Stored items
//! # Configuration Module
//!
//! Handles loading and validating configuration from TOML files.

use serde::Deserialize;
use serde::de::Error;
use std::fs;
use std::path::Path;

use crate::error::Result;
use crate::frame::protocol::Schema;

/// Main configuration structure
#[derive(Debug, Deserialize, Clone)]
pub struct Config {
    #[serde(default)]
    pub serial: SerialConfig,

    #[serde(default)]
    pub log: LogConfig,

    #[serde(default)]
    pub history: HistoryConfig,
}

/// Serial port configuration
#[derive(Debug, Deserialize, Clone)]
pub struct SerialConfig {
    /// Device paths to try, in order
    #[serde(default = "default_device_paths")]
    pub device_paths: Vec<String>,

    #[serde(default = "default_baud_rate")]
    pub baud_rate: u32,
}

/// CSV log configuration
#[derive(Debug, Deserialize, Clone)]
pub struct LogConfig {
    #[serde(default = "default_log_enabled")]
    pub enabled: bool,

    #[serde(default = "default_log_path")]
    pub path: String,

    /// Message schema: "basic" (battery + solar) or "extended"
    /// (battery, solar, ultrasonic range, RSSI)
    #[serde(default = "default_schema")]
    pub schema: String,
}

/// History buffer configuration
#[derive(Debug, Deserialize, Clone)]
pub struct HistoryConfig {
    #[serde(default = "default_capacity")]
    pub capacity: usize,
}

// Default value functions
fn default_device_paths() -> Vec<String> {
    vec!["/dev/ttyUSB0".to_string(), "/dev/ttyACM0".to_string()]
}
fn default_baud_rate() -> u32 { 115_200 }

fn default_log_enabled() -> bool { true }
fn default_log_path() -> String { "data.csv".to_string() }
fn default_schema() -> String { "extended".to_string() }

fn default_capacity() -> usize { 10_000 }

impl Default for SerialConfig {
    fn default() -> Self {
        Self {
            device_paths: default_device_paths(),
            baud_rate: default_baud_rate(),
        }
    }
}

impl Default for LogConfig {
    fn default() -> Self {
        Self {
            enabled: default_log_enabled(),
            path: default_log_path(),
            schema: default_schema(),
        }
    }
}

impl Default for HistoryConfig {
    fn default() -> Self {
        Self {
            capacity: default_capacity(),
        }
    }
}

impl Default for Config {
    fn default() -> Self {
        Self {
            serial: SerialConfig::default(),
            log: LogConfig::default(),
            history: HistoryConfig::default(),
        }
    }
}

impl Config {
    /// Load configuration from a TOML file
    ///
    /// # Arguments
    ///
    /// * `path` - Path to the configuration file
    ///
    /// # Returns
    ///
    /// * `Result<Config>` - Loaded and validated configuration
    ///
    /// # Errors
    ///
    /// Returns error if:
    /// - File cannot be read
    /// - TOML parsing fails
    /// - Validation fails
    ///
    /// # Examples
    ///
    /// ```no_run
    /// use solar_telemetry::config::Config;
    ///
    /// let config = Config::load("config/default.toml")?;
    /// # Ok::<(), Box<dyn std::error::Error>>(())
    /// ```
    pub fn load<P: AsRef<Path>>(path: P) -> Result<Self> {
        let contents = fs::read_to_string(path)?;
        let config: Config = toml::from_str(&contents)?;
        config.validate()?;
        Ok(config)
    }

    /// Load from a file if it exists, otherwise use defaults
    pub fn load_or_default<P: AsRef<Path>>(path: P) -> Result<Self> {
        if path.as_ref().is_file() {
            Self::load(path)
        } else {
            Ok(Self::default())
        }
    }

    /// The active message schema
    ///
    /// Only valid after [`Config::validate`]; unknown schema names fall
    /// back to extended.
    pub fn schema(&self) -> Schema {
        match self.log.schema.as_str() {
            "basic" => Schema::Basic,
            _ => Schema::Extended,
        }
    }

    /// Validate configuration values
    ///
    /// # Errors
    ///
    /// Returns error if any configuration value is out of valid range
    fn validate(&self) -> Result<()> {
        if self.serial.device_paths.is_empty() {
            return Err(crate::error::TelemetryError::Config(
                toml::de::Error::custom("serial device_paths cannot be empty")
            ));
        }

        for path in &self.serial.device_paths {
            if path.is_empty() {
                return Err(crate::error::TelemetryError::Config(
                    toml::de::Error::custom("serial device path cannot be empty")
                ));
            }
        }

        if ![9600, 19200, 38400, 57600, 115_200, 230_400].contains(&self.serial.baud_rate) {
            return Err(crate::error::TelemetryError::Config(
                toml::de::Error::custom(
                    "baud_rate must be one of: 9600, 19200, 38400, 57600, 115200, 230400"
                )
            ));
        }

        if self.log.enabled && self.log.path.is_empty() {
            return Err(crate::error::TelemetryError::Config(
                toml::de::Error::custom("log path cannot be empty when enabled")
            ));
        }

        if self.log.schema != "basic" && self.log.schema != "extended" {
            return Err(crate::error::TelemetryError::Config(
                toml::de::Error::custom("log schema must be 'basic' or 'extended'")
            ));
        }

        if self.history.capacity == 0 || self.history.capacity > 1_000_000 {
            return Err(crate::error::TelemetryError::Config(
                toml::de::Error::custom("history capacity must be between 1 and 1000000")
            ));
        }

        Ok(())
    }
}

• **REQUIRED WORK**:
The data given before this task must be transcribed exactly and in full.

• **EXERCISE RESPONSE**:
//! # Configuration Module
//!
//! Handles loading and validating configuration from TOML files.

use serde::Deserialize;
use serde::de::Error;
use std::fs;
use std::path::Path;

use crate::error::Result;
use crate::frame::protocol::Schema;

/// Main configuration structure
#[derive(Debug, Deserialize, Clone)]
pub struct Config {
    #[serde(default)]
    pub serial: SerialConfig,

    #[serde(default)]
    pub log: LogConfig,

    #[serde(default)]
    pub history: HistoryConfig,
}

/// Serial port configuration
#[derive(Debug, Deserialize, Clone)]
pub struct SerialConfig {
    /// Device paths to try, in order
    #[serde(default = "default_device_paths")]
    pub device_paths: Vec<String>,

    #[serde(default = "default_baud_rate")]
    pub baud_rate: u32,
}

/// CSV log configuration
#[derive(Debug, Deserialize, Clone)]
pub struct LogConfig {
    #[serde(default = "default_log_enabled")]
    pub enabled: bool,

    #[serde(default = "default_log_path")]
    pub path: String,

    /// Message schema: "basic" (battery + solar) or "extended"
    /// (battery, solar, ultrasonic range, RSSI)
    #[serde(default = "default_schema")]
    pub schema: String,
}

/// History buffer configuration
#[derive(Debug, Deserialize, Clone)]
pub struct HistoryConfig {
    #[serde(default = "default_capacity")]
    pub capacity: usize,
}

// Default value functions
fn default_device_paths() -> Vec<String> {
    vec!["/dev/ttyUSB0".to_string(), "/dev/ttyACM0".to_string()]
}
fn default_baud_rate() -> u32 { 115_200 }

fn default_log_enabled() -> bool { true }
fn default_log_path() -> String { "data.csv".to_string() }
fn default_schema() -> String { "extended".to_string() }

fn default_capacity() -> usize { 10_000 }

impl Default for SerialConfig {
    fn default() -> Self {
        Self {
            device_paths: default_device_paths(),
            baud_rate: default_baud_rate(),
        }
    }
}

impl Default for LogConfig {
    fn default() -> Self {
        Self {
            enabled: default_log_enabled(),
            path: default_log_path(),
            schema: default_schema(),
        }
    }
}

impl Default for HistoryConfig {
    fn default() -> Self {
        Self {
            capacity: default_capacity(),
        }
    }
}

impl Default for Config {
    fn default() -> Self {
        Self {
            serial: SerialConfig::default(),
            log: LogConfig::default(),
            history: HistoryConfig::default(),
        }
    }
}

impl Config {
    /// Load configuration from a TOML file
    ///
    /// # Arguments
    ///
    /// * `path` - Path to the configuration file
    ///
    /// # Returns
    ///
    /// * `Result<Config>` - Loaded and validated configuration
    ///
    /// # Errors
    ///
    /// Returns error if:
    /// - File cannot be read
    /// - TOML parsing fails
    /// - Validation fails
    ///
    /// # Examples
    ///
    /// ```no_run
    /// use solar_telemetry::config::Config;
    ///
    /// let config = Config::load("config/default.toml")?;
    /// # Ok::<(), Box<dyn std::error::Error>>(())
    /// ```
    pub fn load<P: AsRef<Path>>(path: P) -> Result<Self> {
        let contents = fs::read_to_string(path)?;
        let config: Config = toml::from_str(&contents)?;
        config.validate()?;
        Ok(config)
    }

    /// Load from a file if it exists, otherwise use defaults
    pub fn load_or_default<P: AsRef<Path>>(path: P) -> Result<Self> {
        if path.as_ref().is_file() {
            Self::load(path)
        } else {
            Ok(Self::default())
        }
    }

    /// The active message schema
    ///
    /// Only valid after [`Config::validate`]; unknown schema names fall
    /// back to extended.
    pub fn schema(&self) -> Schema {
        match self.log.schema.as_str() {
            "basic" => Schema::Basic,
            _ => Schema::Extended,
        }
    }

    /// Validate configuration values
    ///
    /// # Errors
    ///
    /// Returns error if any configuration value is out of valid range
    fn validate(&self) -> Result<()> {
        if self.serial.device_paths.is_empty() {
            return Err(crate::error::TelemetryError::Config(
                toml::de::Error::custom("serial device_paths cannot be empty")
            ));
        }

        for path in &self.serial.device_paths {
            if path.is_empty() {
                return Err(crate::error::TelemetryError::Config(
                    toml::de::Error::custom("serial device path cannot be empty")
                ));
            }
        }

        if ![9600, 19200, 38400, 57600, 115_200, 230_400].contains(&self.serial.baud_rate) {
            return Err(crate::error::TelemetryError::Config(
                toml::de::Error::custom(
                    "baud_rate must be one of: 9600, 19200, 38400, 57600, 115200, 230400"
                )
            ));
        }

        if self.log.enabled && self.log.path.is_empty() {
            return Err(crate::error::TelemetryError::Config(
                toml::de::Error::custom("log path cannot be empty when enabled")
            ));
        }

        if self.log.schema != "basic" && self.log.schema != "extended" {
            return Err(crate::error::TelemetryError::Config(
                toml::de::Error::custom("log schema must be 'basic' or 'extended'")
            ));
        }

        if self.history.capacity == 0 || self.history.capacity > 1_000_000 {
            return Err(crate::error::TelemetryError::Config(
                toml::de::Error::custom("history capacity must be between 1 and 1000000")
            ));
        }

        Ok(())
    }
}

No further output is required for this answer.